It is the unwritten constitutional conventions surrounding the Queen’s powers that graft democratic elements onto an archaic monarchical system of government. It is through conventions that the British Parliament was slowly transformed from a group of representatives who assembled to petition at the foot of the Throne into a body in which the wielders of state power must reside and to which they must remain accountable. In colonies like Canada and Australia, the same developmental trajectory occurred as these conventions were transferred, transforming representative government into responsible government.
When it comes to these conventions, the United Kingdom, Australia, Canada and the Queen’s other dominions overseas should have identical constitutional rules.3 Yet the example of Australia shows that these rules are being operationalized differently than in Canada. The explanation for these differences is due in part to Australia’s electoral system. But these differences are being increasingly seen in other dominions, including the United Kingdom itself, so historical, temporal and cultural factors provide greater explanation for comparative variation between countries of the Commonwealth than any differences in institutional rules.4
The foundational principle behind the Westminster-model is that people elect a representative and send him or her to the capital. This MP’s first task is to meet with colleagues and act as an electoral college to choose a government and then to hold that government to account on a daily basis. This is the way the Westminster-model is understood in Australia and most other dominions. It is not the way it is understood in Canada.
This is not to say that Canadian PMs have been violating our shared constitutional conventions; rather that ambiguity has allowed Canadian PMs to follow the letter of the constitution without following the spirit.5
Canada can therefore learn some lessons about democracy from Australia.
The Australian story begins in 1918 with its electoral system. In the federal electoral district of Swan, a by-election was held which saw the vote on the right of the political spectrum split between the Farmers and Settlers Party (31.4.%) and the governing Nationalist Party (29.6%), permitting the Labor candidate to win with only 34.5% of the vote under the single member plurality electoral system still used to this day in Canada.
The fact that the three political parties so evenly split the vote suggested to the Australian public that there was an inherent defect in SMP, or what is often referred to in Canada as first-past-the-post. All three parties could claim to have the support of roughly 1/3 of the constituents in this riding, but when ideology was taken into consideration, 2/3rds of the voters clearly opposed the views of their newly elected Labor representative.
While one by-election may not normally be expected to encourage a country to reexamine its electoral system, this riding was symbolic. It had been held by the Nationalist former premier of Western Australia, Sir John Forrest, since Australia’s ‘confederation’ in 1901. It was also understood to be an indicator of what was likely to occur on a larger scale in the next and subsequent elections.
Fearful that the urban-rural split among right-of-centre voters would see the Labor Party win a sufficient number of ridings across Australia to form a majority government without receiving the support of the majority of the population, the Nationalist Prime Minister of Australia, Billy Hughes, asked the Parliament to change the electoral system to preferential voting.

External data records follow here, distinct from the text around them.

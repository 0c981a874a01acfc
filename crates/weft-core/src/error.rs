//! Core error types for weft

use std::path::PathBuf;

use thiserror::Error;
use weft_protocol::{ProtocolError, VirtualPort};

use crate::types::InstanceId;

/// Top-level error type for the weft ecosystem
#[derive(Error, Debug)]
pub enum WeftError {
    /// Malformed user input (forwarding spec)
    #[error("Invalid argument: {0}")]
    InvalidArgument(#[from] ForwardSpecError),

    /// Protocol error
    #[error("Protocol error: {0}")]
    Protocol(#[from] ProtocolError),

    /// Multiplexer error
    #[error("Multiplexer error: {0}")]
    Mux(#[from] MuxError),

    /// Control request error
    #[error("Control error: {0}")]
    Control(#[from] ControlError),

    /// Service error
    #[error("Service error: {0}")]
    Service(#[from] ServiceError),

    /// Registry error
    #[error("Registry error: {0}")]
    Registry(#[from] RegistryError),

    /// Configuration error
    #[error("Configuration error: {0}")]
    Config(#[from] ConfigError),

    /// I/O error
    #[error("I/O error: {0}")]
    Io(#[from] std::io::Error),
}

/// Errors parsing a `[rem_ip:]rem_port:dest_ip:dest_port` forwarding spec
#[derive(Error, Debug, Clone, PartialEq, Eq)]
pub enum ForwardSpecError {
    /// Wrong number of `:`-separated fields
    #[error("expected [bind_addr:]bind_port:target_addr:target_port, got {0} fields")]
    FieldCount(usize),

    /// Port is not a number in 1..=65535
    #[error("invalid port '{0}'")]
    InvalidPort(String),

    /// Target address is empty
    #[error("target address is empty")]
    EmptyAddress,

    /// `[` without matching `]`
    #[error("unterminated '[' in address")]
    UnterminatedBracket,

    /// No user service is registered under this parse name
    #[error("unknown forwarding kind '{0}'")]
    UnknownForwarding(String),
}

/// Multiplexer and channel errors
#[derive(Error, Debug, Clone, PartialEq, Eq)]
pub enum MuxError {
    /// The local virtual port is already in use
    #[error("Virtual port unavailable: {0}")]
    PortUnavailable(VirtualPort),

    /// The peer refused to open a channel at this port
    #[error("Remote refused channel to {0}")]
    RemoteRefused(VirtualPort),

    /// The physical connection is unusable
    #[error("Transport broken: {0}")]
    TransportBroken(String),

    /// The peer closed the channel
    #[error("Channel closed by peer")]
    ChannelClosed,

    /// The channel was reset
    #[error("Channel reset")]
    ChannelReset,

    /// Write after `close_write`
    #[error("Channel write side already closed")]
    WriteClosed,

    /// The peer sent more than its credit allowed
    #[error("Flow control violation on {port}: {received} bytes exceed remaining window of {allowed}")]
    FlowControlViolation {
        port: VirtualPort,
        received: usize,
        allowed: u32,
    },

    /// No ephemeral virtual port is free
    #[error("No ephemeral virtual ports available")]
    PortsExhausted,

    /// Malformed frame
    #[error("Protocol violation: {0}")]
    Protocol(String),
}

impl From<ProtocolError> for MuxError {
    fn from(err: ProtocolError) -> Self {
        MuxError::Protocol(err.to_string())
    }
}

/// Errors reported to the issuer of a control request
#[derive(Error, Debug)]
pub enum ControlError {
    /// The channel broke before a response arrived; the remote side effect
    /// may or may not have happened. Re-query status instead of retrying.
    #[error("Request outcome indeterminate")]
    Indeterminate,

    /// The instance was created but failed to start
    #[error("Remote service {0} failed to start")]
    StartFailed(InstanceId),

    /// The peer rejected the request
    #[error("Request rejected by peer: {0}")]
    Rejected(String),

    /// Could not reach the peer's control channel
    #[error("Transport error: {0}")]
    Transport(#[from] MuxError),

    /// Malformed control message
    #[error("Protocol error: {0}")]
    Protocol(#[from] ProtocolError),
}

/// Errors building or starting a service
#[derive(Error, Debug)]
pub enum ServiceError {
    /// Required parameter is absent
    #[error("Missing parameter: {0}")]
    MissingParameter(String),

    /// Parameter value does not parse
    #[error("Invalid parameter {key}={value}")]
    InvalidParameter { key: String, value: String },

    /// Parameter blob could not be (de)serialized
    #[error("Parameter encoding error: {0}")]
    Encoding(String),

    /// Could not bind a local socket
    #[error("Failed to bind {address}: {source}")]
    Bind {
        address: String,
        #[source]
        source: std::io::Error,
    },

    /// Could not listen on a virtual port
    #[error("Failed to listen on virtual port: {0}")]
    Listen(#[from] MuxError),
}

/// Errors from the per-connection service registry
#[derive(Error, Debug)]
pub enum RegistryError {
    /// No factory registered for this kind
    #[error("Unknown service kind: {0}")]
    UnknownService(u32),

    /// Parameters rejected by the factory
    #[error("Invalid parameters: {0}")]
    InvalidParameters(#[source] ServiceError),

    /// Instance allocated but start failed; it stays registered as failed
    #[error("Service {id} failed to start: {source}")]
    StartFailed {
        id: InstanceId,
        #[source]
        source: ServiceError,
    },

    /// Registry torn down with its connection
    #[error("Registry is shut down")]
    ShutDown,
}

impl RegistryError {
    /// Instance id allocated before the failure, if any
    pub fn instance_id(&self) -> Option<InstanceId> {
        match self {
            RegistryError::StartFailed { id, .. } => Some(*id),
            _ => None,
        }
    }
}

/// Configuration-related errors
#[derive(Error, Debug)]
pub enum ConfigError {
    /// Config file not found
    #[error("Config file not found: {0}")]
    NotFound(PathBuf),

    /// Invalid configuration
    #[error("Invalid config: {0}")]
    Invalid(String),

    /// TOML parse error
    #[error("TOML parse error: {0}")]
    Parse(#[from] toml::de::Error),

    /// TOML serialize error
    #[error("TOML serialize error: {0}")]
    Serialize(#[from] toml::ser::Error),
}
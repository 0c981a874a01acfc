//! Protocol error types

use thiserror::Error;

/// Errors that can occur during protocol operations
#[derive(Error, Debug)]
pub enum ProtocolError {
    /// Unknown multiplexer frame kind
    #[error("Unknown frame kind: {0:#04x}")]
    UnknownFrameKind(u8),

    /// Unknown control message kind
    #[error("Unknown control message kind: {0:#04x}")]
    UnknownControlKind(u8),

    /// Payload exceeds maximum size
    #[error("Payload too large: {size} bytes exceeds maximum of {max} bytes")]
    PayloadTooLarge { size: usize, max: usize },

    /// Frame payload does not match what its kind requires
    #[error("Invalid payload for {kind} frame: expected {expected} bytes, got {actual}")]
    InvalidPayload {
        kind: &'static str,
        expected: usize,
        actual: usize,
    },

    /// The stream ended in the middle of a frame
    #[error("Torn frame: stream ended with {buffered} bytes of an incomplete frame")]
    TornFrame { buffered: usize },

    /// I/O error
    #[error("I/O error: {0}")]
    Io(#[from] std::io::Error),
}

Also known as the alternative vote, instant-runoff voting or transferable voting, the ballot asks electors to rank the candidates in order of preference: 1,2,3… The ballots are counted and, if no candidate has received over 50%, then the lowest ranked candidate is eliminated and his votes are distributed to his electors’ second choices, and then the next lowest to her electors’ second choices and so on, until the candidate who has the support of the majority of voters is identified.
The Farmers and Settlers Party had been a state (or provincial) agrarian party that emerged in New South Wales, with the Victorian Farmers Union and the Country Party of Western Australia gaining ground in those respective states.
In the federal election of 1919, under the new preferential balloting, the Nationalist Party was forced to cede 11 seats to these state-based agrarian parties, but not to Labor as it would have under SMP. The Nationalist Party won 37 of the seats in the lower chamber, compared to 25 Labor; and with one of the two independents agreeing to support the government, Hughes was able to hold onto power. The following year the 11 agrarian MPs united under the banner of the Country Party of Australia.
In the 1922 election, the Labor Party won the most seats, with 29 of the 75 seats in the lower chamber. The Nationalist Party came second with 26, the Country Party 14, five Liberals and one independent. The leadership of the Nationalist and Country parties entered into negotiations to form a coalition government, and one of the prices extracted by the Country Party was the resignation of Billy Hughes as PM.6 The new leader of the Nationalist Party, Stanley Bruce, then finalized the coalition agreement with the leader of the Country Party, Earle Page, who asked for and received five of a total of 11 Cabinet posts for him and his members, including the post of treasurer. The order of precedence was amended so Page would be PM in Bruce’s absence (making him the first de facto Deputy Prime Minister of Australia) and the government became known as the Bruce-Page Ministry.
While the Australian political parties have since evolved in name and format, a coalition government between the leading non-Labor parties has been an alternative government to a Labor government since 1922. Only once, in 1931, did a non-Labor party (the United Australia Party) have sufficient seats to form a government without negotiating a coalition, but they returned to a partnership with the Country Party after the following election.7
Today the two main political parties in opposition to Labor, and in semi-permanent coalition, are the Liberal Party and the National Party. An election flyer aimed at supporters of the National Party might indicate that the Liberal party is the second choice. Liberal party flyers might make the inverse recommendation.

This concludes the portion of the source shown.